Saturday, February 03, 2018

Me? Listen to Audio?! #4

I have discovered the joys of listening to BBC radio dramas. This is what I listened to this week:

Inspector Grant: The Daughter of Time. Josephine Tey. Read by Paul Young. Produced by Bruce Young. First broadcast in 2005. 14 thirty-minute episodes. Only nine are available as of today. But they should all appear here, and be available for most of February.

First sentence: Grant lay on his high white cot and stared at the ceiling. Stared at it with loathing. He knew by heart every last minute crack on its nice clean surface. He had made maps of the ceiling and gone exploring on them; rivers, islands, and continents. He had made guessing games of it and discovered hidden objects; faces, birds, and fishes. He had made mathematical calculations of it and rediscovered his childhood; theorems, angles, and triangles. There was practically nothing else he could do but look at it.

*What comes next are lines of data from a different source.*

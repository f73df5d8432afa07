//! Yahoo Finance bar provider.
//!
//! Bars come from the public `v8/finance/chart` endpoint, one request per
//! symbol. End-of-day bars are adjusted for splits and dividends using the
//! `adjclose` series. Fundamentals use `quoteSummary`, which needs a
//! cookie/crumb pair cached process-wide.
//!
//! # Symbol convention
//!
//! | Market | Example | Yahoo ticker |
//! |--------|---------|--------------|
//! | NYSE/NASDAQ | `BRK.B` | `BRK-B` |
//! | Euronext Paris | `MC` | `MC.PA` |
//! | Euronext Amsterdam | `ASML` | `ASML.AS` |
//! | Euronext Brussels | `ABI` | `ABI.BR` |
//! | Xetra | `SAP` | `SAP.DE` |
//! | LSE | `HSBA` | `HSBA.L` |

mod models;

use std::collections::HashMap;
use std::sync::RwLock;
use std::time::Duration;

use async_trait::async_trait;
use chrono::{TimeZone, Utc};
use lazy_static::lazy_static;
use num_traits::FromPrimitive;
use reqwest::{header, Client, StatusCode};
use rust_decimal::Decimal;
use tracing::{debug, warn};
use urlencoding::encode;

use crate::errors::{is_quota_notice, MarketDataError};
use crate::models::{Bar, FetchOutcome, FetchWindow, Fundamentals, Interval, Market, Symbol};
use crate::provider::{ensure_valid_request, BarProvider, ProviderCapabilities};

use models::{YahooChartResponse, YahooQuoteSummaryResponse, YahooQuoteSummaryResult};

const PROVIDER_ID: &str = "YAHOO";
const CHART_URL: &str = "https://query1.finance.yahoo.com/v8/finance/chart";
const SUMMARY_URL: &str = "https://query1.finance.yahoo.com/v10/finance/quoteSummary";
const USER_AGENT: &str = "Mozilla/5.0 (Windows NT 10.0; Win64; x64) AppleWebKit/537.36";

/// Default HTTP request timeout
pub const DEFAULT_TIMEOUT: Duration = Duration::from_secs(30);

/// Decimal places kept after price adjustment
const PRICE_SCALE: u32 = 6;

// ============================================================================
// Crumb/Cookie Authentication
// ============================================================================

#[derive(Debug, Clone)]
struct CrumbData {
    cookie: String,
    crumb: String,
}

lazy_static! {
    /// Global cache for Yahoo authentication crumb
    static ref YAHOO_CRUMB: RwLock<Option<CrumbData>> = RwLock::default();
}

// ============================================================================
// Yahoo Provider
// ============================================================================

pub struct YahooProvider {
    client: Client,
}

impl Default for YahooProvider {
    fn default() -> Self {
        Self::new(DEFAULT_TIMEOUT)
    }
}

impl YahooProvider {
    pub fn new(timeout: Duration) -> Self {
        let client = Client::builder()
            .timeout(timeout)
            .user_agent(USER_AGENT)
            .build()
            .unwrap_or_else(|_| Client::new());
        Self { client }
    }

    fn interval_code(interval: Interval) -> &'static str {
        match interval {
            Interval::Daily => "1d",
            Interval::Weekly => "1wk",
            Interval::OneHour => "60m",
            Interval::FifteenMinutes => "15m",
            Interval::FiveMinutes => "5m",
        }
    }

    // ========================================================================
    // Bars
    // ========================================================================

    async fn fetch_symbol(
        &self,
        symbol: &Symbol,
        window: &FetchWindow,
    ) -> Result<Vec<Bar>, MarketDataError> {
        let ticker = self.normalize_symbol(symbol)?;
        let url = format!(
            "{}/{}?period1={}&period2={}&interval={}&includeAdjustedClose=true&events=div%2Csplits",
            CHART_URL,
            encode(&ticker),
            window.start().timestamp(),
            window.end().timestamp(),
            Self::interval_code(window.interval()),
        );

        let response = self
            .client
            .get(&url)
            .send()
            .await
            .map_err(|e| MarketDataError::from_transport(PROVIDER_ID, &e))?;

        let status = response.status();
        let body = response
            .text()
            .await
            .map_err(|e| MarketDataError::from_transport(PROVIDER_ID, &e))?;

        if !status.is_success() {
            // Yahoo reports unknown tickers as 404 with a chart.error body
            if status == StatusCode::NOT_FOUND || body.contains("No data found") {
                return Err(MarketDataError::SymbolNotFound(symbol.ticker().to_string()));
            }
            if is_quota_notice(&body) {
                return Err(MarketDataError::RateLimited {
                    provider: PROVIDER_ID.to_string(),
                });
            }
            return Err(MarketDataError::from_status(
                PROVIDER_ID,
                status,
                symbol.ticker(),
            ));
        }

        parse_chart(symbol, window, &body)
    }

    // ========================================================================
    // Crumb/Cookie Authentication
    // ========================================================================

    async fn ensure_crumb(&self) -> Result<CrumbData, MarketDataError> {
        {
            let guard = YAHOO_CRUMB.read().unwrap_or_else(|e| e.into_inner());
            if let Some(crumb) = guard.as_ref() {
                return Ok(crumb.clone());
            }
        }
        self.fetch_crumb().await
    }

    async fn fetch_crumb(&self) -> Result<CrumbData, MarketDataError> {
        // Step 1: Get cookie from fc.yahoo.com
        let response = self
            .client
            .get("https://fc.yahoo.com")
            .send()
            .await
            .map_err(|e| MarketDataError::from_transport(PROVIDER_ID, &e))?;

        let cookie = response
            .headers()
            .get(header::SET_COOKIE)
            .and_then(|h| h.to_str().ok())
            .and_then(|s| s.split_once(';').map(|(v, _)| v.to_string()))
            .ok_or_else(|| MarketDataError::MalformedResponse {
                provider: PROVIDER_ID.to_string(),
                message: "Failed to parse Yahoo cookie".to_string(),
            })?;

        // Step 2: Get crumb using cookie
        let crumb = self
            .client
            .get("https://query1.finance.yahoo.com/v1/test/getcrumb")
            .header(header::COOKIE, &cookie)
            .send()
            .await
            .map_err(|e| MarketDataError::from_transport(PROVIDER_ID, &e))?
            .text()
            .await
            .map_err(|e| MarketDataError::from_transport(PROVIDER_ID, &e))?;

        if crumb.is_empty() || is_quota_notice(&crumb) {
            return Err(MarketDataError::RateLimited {
                provider: PROVIDER_ID.to_string(),
            });
        }

        let crumb_data = CrumbData { cookie, crumb };
        let mut guard = YAHOO_CRUMB.write().unwrap_or_else(|e| e.into_inner());
        *guard = Some(crumb_data.clone());

        Ok(crumb_data)
    }

    fn clear_crumb(&self) {
        let mut guard = YAHOO_CRUMB.write().unwrap_or_else(|e| e.into_inner());
        *guard = None;
    }

    // ========================================================================
    // Fundamentals
    // ========================================================================

    async fn fetch_quote_summary(
        &self,
        ticker: &str,
    ) -> Result<Option<Fundamentals>, MarketDataError> {
        let crumb = self.ensure_crumb().await?;

        let url = format!(
            "{}/{}?modules=price,summaryProfile,summaryDetail&crumb={}",
            SUMMARY_URL,
            encode(ticker),
            encode(&crumb.crumb)
        );

        let response = self
            .client
            .get(&url)
            .header(header::COOKIE, &crumb.cookie)
            .send()
            .await
            .map_err(|e| MarketDataError::from_transport(PROVIDER_ID, &e))?;

        let status = response.status();
        if status == StatusCode::UNAUTHORIZED {
            self.clear_crumb();
            return Err(MarketDataError::ClientError {
                provider: PROVIDER_ID.to_string(),
                status: status.as_u16(),
                message: "Yahoo authentication expired".to_string(),
            });
        }
        if status == StatusCode::NOT_FOUND {
            return Ok(None);
        }
        if !status.is_success() {
            return Err(MarketDataError::from_status(PROVIDER_ID, status, ticker));
        }

        let data: YahooQuoteSummaryResponse =
            response
                .json()
                .await
                .map_err(|e| MarketDataError::MalformedResponse {
                    provider: PROVIDER_ID.to_string(),
                    message: format!("Failed to parse quoteSummary response: {}", e),
                })?;

        Ok(data
            .quote_summary
            .result
            .and_then(|r| r.into_iter().next())
            .map(|r| map_quote_summary(&r)))
    }
}

// ============================================================================
// Parsing
// ============================================================================

fn decimal(value: f64) -> Option<Decimal> {
    if !value.is_finite() {
        return None;
    }
    Decimal::from_f64(value).map(|d| d.round_dp(PRICE_SCALE))
}

/// Decode a chart response body into bars.
///
/// Halted bars (null OHLC) are skipped; a missing volume becomes zero.
/// End-of-day bars are scaled by `adjclose / close`.
pub(crate) fn parse_chart(
    symbol: &Symbol,
    window: &FetchWindow,
    body: &str,
) -> Result<Vec<Bar>, MarketDataError> {
    let response: YahooChartResponse =
        serde_json::from_str(body).map_err(|e| MarketDataError::MalformedResponse {
            provider: PROVIDER_ID.to_string(),
            message: format!("Failed to parse chart response: {}", e),
        })?;

    if let Some(error) = response.chart.error {
        let description = error.description.unwrap_or_default();
        if error.code == "Not Found" {
            return Err(MarketDataError::SymbolNotFound(symbol.ticker().to_string()));
        }
        return Err(MarketDataError::MalformedResponse {
            provider: PROVIDER_ID.to_string(),
            message: format!("{}: {}", error.code, description),
        });
    }

    let Some(result) = response.chart.result.and_then(|r| r.into_iter().next()) else {
        return Err(MarketDataError::NoDataForRange);
    };
    let Some(timestamps) = result.timestamp else {
        return Err(MarketDataError::NoDataForRange);
    };
    let Some(series) = result.indicators.quote.into_iter().next() else {
        return Err(MarketDataError::NoDataForRange);
    };
    let adjclose = if window.interval().is_end_of_day() {
        result
            .indicators
            .adjclose
            .and_then(|a| a.into_iter().next())
            .map(|a| a.adjclose)
    } else {
        None
    };

    let interval = window.interval();
    let mut bars = Vec::with_capacity(timestamps.len());

    for (i, ts) in timestamps.iter().enumerate() {
        let at = |v: &Vec<Option<f64>>| v.get(i).copied().flatten();
        let (Some(open), Some(high), Some(low), Some(close)) = (
            at(&series.open),
            at(&series.high),
            at(&series.low),
            at(&series.close),
        ) else {
            continue;
        };
        let Some(timestamp) = Utc.timestamp_opt(*ts, 0).single() else {
            continue;
        };
        // session open becomes the shared daily/weekly anchor
        let timestamp = interval.anchor(timestamp);

        let factor = match adjclose.as_ref().and_then(|a| a.get(i).copied().flatten()) {
            Some(adj) if close != 0.0 => adj / close,
            _ => 1.0,
        };

        let (Some(open), Some(high), Some(low), Some(close)) = (
            decimal(open * factor),
            decimal(high * factor),
            decimal(low * factor),
            decimal(close * factor),
        ) else {
            continue;
        };
        let volume = at(&series.volume)
            .and_then(decimal)
            .unwrap_or(Decimal::ZERO);

        bars.push(Bar {
            symbol: symbol.clone(),
            timestamp,
            interval,
            open,
            high,
            low,
            close,
            volume,
            source: PROVIDER_ID.to_string(),
        });
    }

    if bars.is_empty() {
        return Err(MarketDataError::NoDataForRange);
    }
    Ok(bars)
}

fn map_quote_summary(result: &YahooQuoteSummaryResult) -> Fundamentals {
    let price = result.price.as_ref();
    let profile = result.summary_profile.as_ref();
    let detail = result.summary_detail.as_ref();

    let raw = |v: Option<&models::YahooRawValue>| v.and_then(|r| r.raw).and_then(decimal);

    Fundamentals {
        source: PROVIDER_ID.to_string(),
        name: price.and_then(|p| p.long_name.clone().or_else(|| p.short_name.clone())),
        sector: profile.and_then(|p| p.sector.clone()),
        industry: profile.and_then(|p| p.industry.clone()),
        market_cap: raw(detail.and_then(|d| d.market_cap.as_ref()))
            .or_else(|| raw(price.and_then(|p| p.market_cap.as_ref()))),
        pe_ratio: raw(detail.and_then(|d| d.trailing_pe.as_ref())),
        exchange: price.and_then(|p| p.exchange_name.clone()),
        currency: price.and_then(|p| p.currency.clone()),
    }
}

// ============================================================================
// BarProvider Implementation
// ============================================================================

#[async_trait]
impl BarProvider for YahooProvider {
    fn id(&self) -> &'static str {
        PROVIDER_ID
    }

    fn capabilities(&self) -> ProviderCapabilities {
        ProviderCapabilities {
            intervals: Interval::ALL,
            markets: Market::ALL,
            supports_fundamentals: true,
        }
    }

    fn normalize_symbol(&self, symbol: &Symbol) -> Result<String, MarketDataError> {
        let ticker = symbol.ticker();
        Ok(match symbol.market() {
            Market::Nyse | Market::Nasdaq => ticker.replace('.', "-"),
            Market::EuronextParis => format!("{}.PA", ticker),
            Market::EuronextAmsterdam => format!("{}.AS", ticker),
            Market::EuronextBrussels => format!("{}.BR", ticker),
            Market::Xetra => format!("{}.DE", ticker),
            Market::Lse => format!("{}.L", ticker),
        })
    }

    async fn fetch_bars(
        &self,
        symbols: &[Symbol],
        window: &FetchWindow,
    ) -> Result<HashMap<Symbol, FetchOutcome>, MarketDataError> {
        ensure_valid_request(symbols)?;

        let mut outcomes = HashMap::with_capacity(symbols.len());
        for symbol in symbols {
            let result = self.fetch_symbol(symbol, window).await;
            if let Err(e) = &result {
                debug!("Yahoo fetch for {} failed: {}", symbol, e);
            }
            outcomes.insert(symbol.clone(), FetchOutcome::from_result(PROVIDER_ID, result));
        }
        Ok(outcomes)
    }

    async fn fetch_fundamentals(
        &self,
        symbol: &Symbol,
    ) -> Result<Option<Fundamentals>, MarketDataError> {
        let ticker = self.normalize_symbol(symbol)?;
        match self.fetch_quote_summary(&ticker).await {
            Ok(f) => Ok(f),
            Err(e) => {
                warn!("quoteSummary failed for {}: {}", ticker, e);
                Err(e)
            }
        }
    }
}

Daughter of Time is one of my favorite books--ever. Not just a favorite mystery of mine, but favorite BOOK. So I was happy to find that it was currently airing. 

Obviously I haven't finished listening to the series. But. I have read the book a few times. In fact, there are passages that I know well and look forward to reading each time. Not all mysteries are quotable.
"One would expect boredom to be a great yawning emotion, but it isn't, of course. It's a small niggling thing." (16)
Alan Grant on popular fiction authors:

The Sweat and the Furrow was Silas Weekley being earthly and spade-conscious all over seven hundred pages. The situation, to judge from the first paragraph, had not materially changed since Silas's last book: mother lying-in with her eleventh upstairs, father laid-out after his ninth downstairs, eldest son lying to the Government in the cow-shed, eldest daughter lying with her lover in the the hayloft, everyone else lying low in the barn. The rain dripped from the thatch, and the manure steamed in the midden. Silas never omitted the manure. It was not Silas's fault that its steam provided the only uprising element in the picture. If Silas could have discovered a brand of steam that steamed downwards, Silas would have introduced it. (13)
Did no one, any more, no one in all this wide world, change their record now and then? Was everyone nowadays thirled to a formula? Authors today wrote so much to a pattern that their public expected it. The public talked about "a new Silas Weekley" or "a new Lavinia Fitch" exactly as they talked about "a new brick" or a "new hairbrush." They never said "a new book by" whoever it might be. Their interest was not in the book but in its newness. They knew quite well what the book would be like. (14)

© 2018 Becky Laney of Becky's Book Reviews

1 comment:

Michelle Ann said...

The quote on popular authors made me laugh Becky. That sort of rural melodrama was very popular in the 1920s, but was knocked on the head by Stella Gibbon's 'Cold Comfort Farm', which satirised and finished off that genre, and I am afraid that after that Silas Weekley would have been out of work! Do read Cold Comfort Farm if you haven't already done so - I am sure you would enjoy it.